There he could talk daily to celebrities like Nathaniel
Hawthorne, Henry Thoreau, and Bronson Alcott. Louisa May Alcott relates
that when eight years old she was sent to the Emerson home to inquire about
the health of his oldest son, a boy of five. Emerson answered her knock,
and replied, "Child, he is dead!" Years later she wrote, "I never have
forgotten the anguish that made a familiar face so tragical, and gave those
few words more pathos than the sweet lamentation of the _Threnody_" Like
Milton and Tennyson, Emerson voiced his grief in an elegy, to which he gave
the title _Threnody_. In this poem the great teacher of optimism wrote:--
"For this losing is true dying;
This is lordly man's down-lying,
This his slow but sure reclining,
Star by star his world resigning."
Aside from domestic incidents, his life at Concord was uneventful.

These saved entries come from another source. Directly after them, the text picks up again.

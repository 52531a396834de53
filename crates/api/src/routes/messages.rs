//! Direct message endpoints.

use std::sync::Arc;

use axum::Json;
use axum::extract::{Path, State};
use axum::http::StatusCode;
use common::UserId;
use domain::{Message, NewMessage};
use store::MarketStore;

use super::parse_id;
use crate::error::ApiError;
use crate::extract::Actor;
use crate::state::AppState;

/// POST /messages
#[tracing::instrument(skip(state, req))]
pub async fn send<S: MarketStore + Clone + 'static>(
    State(state): State<Arc<AppState<S>>>,
    Actor(actor): Actor,
    Json(req): Json<NewMessage>,
) -> Result<(StatusCode, Json<Message>), ApiError> {
    let message = state.messages.send_message(actor, req).await?;
    Ok((StatusCode::CREATED, Json(message)))
}

/// GET /messages/{user_id} — conversation between the caller and `user_id`.
pub async fn conversation<S: MarketStore + Clone + 'static>(
    State(state): State<Arc<AppState<S>>>,
    Actor(actor): Actor,
    Path(user_id): Path<String>,
) -> Result<Json<Vec<Message>>, ApiError> {
    let other: UserId = parse_id(&user_id, "user id")?;
    Ok(Json(state.messages.conversation(actor, other).await?))
}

As he
was by nature averse to contests, he never took an extreme part in the
antislavery movement, although he voiced his feelings against slavery, even
giving antislavery lectures, when he thought the occasion required such
action. His gentleness and tenderness were inborn qualities. Oliver Wendell
Holmes said that Emerson removed men's "idols from their pedestals so
tenderly that it seemed like an act of worship.